Please repeat each line of the data exactly, with nothing left out.

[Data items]
■ ■ ■ ■

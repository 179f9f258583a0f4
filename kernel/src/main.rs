//! Kernel entry point for the uhyve guest target.
//!
//! The hypervisor loads the image, writes the boot header at its base,
//! and jumps to `kmain` on the boot processor.
#![cfg_attr(target_os = "none", no_std)]
#![cfg_attr(target_os = "none", no_main)]

#[cfg(target_os = "none")]
mod boot {
    use nimbusos_kernel::arch::x86_64::{self, idt, pic, timer};
    use nimbusos_kernel::net::irq::{self, IrqNet};
    use nimbusos_kernel::net::hypercall::UhyvePort;
    use nimbusos_kernel::net::{setup, MailboxStackPort, NetifRegistry};
    use nimbusos_kernel::sys::{SysContext, SysError};
    use nimbusos_kernel::{serial_print, serial_println};
    use nimbusos_boot::BootHeader;

    extern "C" {
        static kernel_start: u8;
    }

    /// Frames the interrupt path may hold for the network task.
    const RX_MAILBOX_DEPTH: usize = 64;

    #[no_mangle]
    pub extern "C" fn kmain() -> ! {
        x86_64::serial::SERIAL.lock().init();
        serial_println!("NimbusOS booting");

        unsafe {
            pic::init();
            idt::init();
        }
        timer::calibrate_tsc();
        serial_println!("[timer] TSC at {} Hz", timer::tsc_freq_hz());

        let header = unsafe {
            BootHeader::from_ptr(&kernel_start as *const u8 as *const BootHeader)
        };
        if !header.is_valid() {
            panic!("boot header magic/version mismatch");
        }
        nimbusos_kernel::mem::set_phys_offset(0);

        let ctx = SysContext::from_clock(header.cores());
        serial_println!(
            "[sys] {} core(s), rng probe {}",
            ctx.cores(),
            ctx.rng.next()
        );

        let (mut stack, frames) = match MailboxStackPort::new(RX_MAILBOX_DEPTH) {
            Ok(pair) => pair,
            Err(e) => panic!("receive mailbox: {}", e),
        };
        let mut registry = NetifRegistry::new();
        match setup::bring_up(UhyvePort::new(), &mut stack, header, &mut registry) {
            Ok(_id) => {
                irq::install(IrqNet { registry, stack });
                irq::arm();
                // Frames that raced interrupt arming; interrupts are
                // still masked, so this cannot contend with the handler.
                irq::poll_now();
                x86_64::sti();
            }
            Err(e) => {
                serial_println!("[net] disabled: {}", e);
                x86_64::sti();
            }
        }

        // The designated network task: everything the interrupt handler
        // queued is consumed here, outside interrupt context. The mailbox
        // lock is only taken with interrupts masked; the handler posts
        // into the same mailbox.
        loop {
            x86_64::cli();
            let next = frames.try_fetch();
            x86_64::sti();
            match next {
                Ok(frame) => {
                    serial_println!("[net] frame, {} bytes", frame.total_len());
                }
                Err(SysError::Empty) => x86_64::hlt(),
                Err(e) => {
                    serial_println!("[net] receive mailbox gone: {}", e);
                    break;
                }
            }
        }
        loop {
            x86_64::hlt();
        }
    }

    #[panic_handler]
    fn panic(info: &core::panic::PanicInfo) -> ! {
        serial_print!("\nKERNEL PANIC: ");
        serial_println!("{}", info);
        loop {
            x86_64::hlt();
        }
    }
}

#[cfg(not(target_os = "none"))]
fn main() {}
//! Cache transition verbs
//!
//! An `Act` is the outcome of classifying one incoming item against a cache.
//! It describes a single transition and is never persisted.

use std::fmt;

#[derive(Debug, Clone, Copy, PartialEq, Eq, Hash)]
pub enum Act {
    /// Append at the end (item is newer than the last entry).
    Add,
    /// Insert at its sorted position (older than the last entry, new timestamp).
    AddOld,
    /// Replace the entry with the same timestamp and a different payload.
    Update,
    /// Remove an existing entry.
    Delete,
    /// Truncate and regenerate the cache from the item's timestamp forward.
    Rebuild,
    /// Duplicate or otherwise a no-op.
    Ignore,
}

impl Act {
    /// Label for structured logging.
    pub fn label(&self) -> &'static str {
        match self {
            Act::Add => "add",
            Act::AddOld => "add_old",
            Act::Update => "update",
            Act::Delete => "delete",
            Act::Rebuild => "rebuild",
            Act::Ignore => "ignore",
        }
    }

    /// Whether this transition changes cache contents.
    pub fn is_mutation(&self) -> bool {
        !matches!(self, Act::Ignore | Act::Rebuild)
    }
}

impl fmt::Display for Act {
    fn fmt(&self, f: &mut fmt::Formatter<'_>) -> fmt::Result {
        f.write_str(self.label())
    }
}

■ ■ ■ ■

# Exercise response
repository 179f9f258583a0f4
filename kernel/src/main.rs
//! Kernel entry point for the uhyve guest target.
//!
//! The hypervisor loads the image, writes the boot header at its base,
//! and jumps to `kmain` on the boot processor.
#![cfg_attr(target_os = "none", no_std)]
#![cfg_attr(target_os = "none", no_main)]

#[cfg(target_os = "none")]
mod boot {
    use nimbusos_kernel::arch::x86_64::{self, idt, pic, timer};
    use nimbusos_kernel::net::irq::{self, IrqNet};
    use nimbusos_kernel::net::hypercall::UhyvePort;
    use nimbusos_kernel::net::{setup, MailboxStackPort, NetifRegistry};
    use nimbusos_kernel::sys::{SysContext, SysError};
    use nimbusos_kernel::{serial_print, serial_println};
    use nimbusos_boot::BootHeader;

    extern "C" {
        static kernel_start: u8;
    }

    /// Frames the interrupt path may hold for the network task.
    const RX_MAILBOX_DEPTH: usize = 64;

    #[no_mangle]
    pub extern "C" fn kmain() -> ! {
        x86_64::serial::SERIAL.lock().init();
        serial_println!("NimbusOS booting");

        unsafe {
            pic::init();
            idt::init();
        }
        timer::calibrate_tsc();
        serial_println!("[timer] TSC at {} Hz", timer::tsc_freq_hz());

        let header = unsafe {
            BootHeader::from_ptr(&kernel_start as *const u8 as *const BootHeader)
        };
        if !header.is_valid() {
            panic!("boot header magic/version mismatch");
        }
        nimbusos_kernel::mem::set_phys_offset(0);

        let ctx = SysContext::from_clock(header.cores());
        serial_println!(
            "[sys] {} core(s), rng probe {}",
            ctx.cores(),
            ctx.rng.next()
        );

        let (mut stack, frames) = match MailboxStackPort::new(RX_MAILBOX_DEPTH) {
            Ok(pair) => pair,
            Err(e) => panic!("receive mailbox: {}", e),
        };
        let mut registry = NetifRegistry::new();
        match setup::bring_up(UhyvePort::new(), &mut stack, header, &mut registry) {
            Ok(_id) => {
                irq::install(IrqNet { registry, stack });
                irq::arm();
                // Frames that raced interrupt arming; interrupts are
                // still masked, so this cannot contend with the handler.
                irq::poll_now();
                x86_64::sti();
            }
            Err(e) => {
                serial_println!("[net] disabled: {}", e);
                x86_64::sti();
            }
        }

        // The designated network task: everything the interrupt handler
        // queued is consumed here, outside interrupt context. The mailbox
        // lock is only taken with interrupts masked; the handler posts
        // into the same mailbox.
        loop {
            x86_64::cli();
            let next = frames.try_fetch();
            x86_64::sti();
            match next {
                Ok(frame) => {
                    serial_println!("[net] frame, {} bytes", frame.total_len());
                }
                Err(SysError::Empty) => x86_64::hlt(),
                Err(e) => {
                    serial_println!("[net] receive mailbox gone: {}", e);
                    break;
                }
            }
        }
        loop {
            x86_64::hlt();
        }
    }

    #[panic_handler]
    fn panic(info: &core::panic::PanicInfo) -> ! {
        serial_print!("\nKERNEL PANIC: ");
        serial_println!("{}", info);
        loop {
            x86_64::hlt();
        }
    }
}

#[cfg(not(target_os = "none"))]
fn main() {}
//! Cache transition verbs
//!
//! An `Act` is the outcome of classifying one incoming item against a cache.
//! It describes a single transition and is never persisted.

use std::fmt;

#[derive(Debug, Clone, Copy, PartialEq, Eq, Hash)]
pub enum Act {
    /// Append at the end (item is newer than the last entry).
    Add,
    /// Insert at its sorted position (older than the last entry, new timestamp).
    AddOld,
    /// Replace the entry with the same timestamp and a different payload.
    Update,
    /// Remove an existing entry.
    Delete,
    /// Truncate and regenerate the cache from the item's timestamp forward.
    Rebuild,
    /// Duplicate or otherwise a no-op.
    Ignore,
}

impl Act {
    /// Label for structured logging.
    pub fn label(&self) -> &'static str {
        match self {
            Act::Add => "add",
            Act::AddOld => "add_old",
            Act::Update => "update",
            Act::Delete => "delete",
            Act::Rebuild => "rebuild",
            Act::Ignore => "ignore",
        }
    }

    /// Whether this transition changes cache contents.
    pub fn is_mutation(&self) -> bool {
        !matches!(self, Act::Ignore | Act::Rebuild)
    }
}

impl fmt::Display for Act {
    fn fmt(&self, f: &mut fmt::Formatter<'_>) -> fmt::Result {
        f.write_str(self.label())
    }
}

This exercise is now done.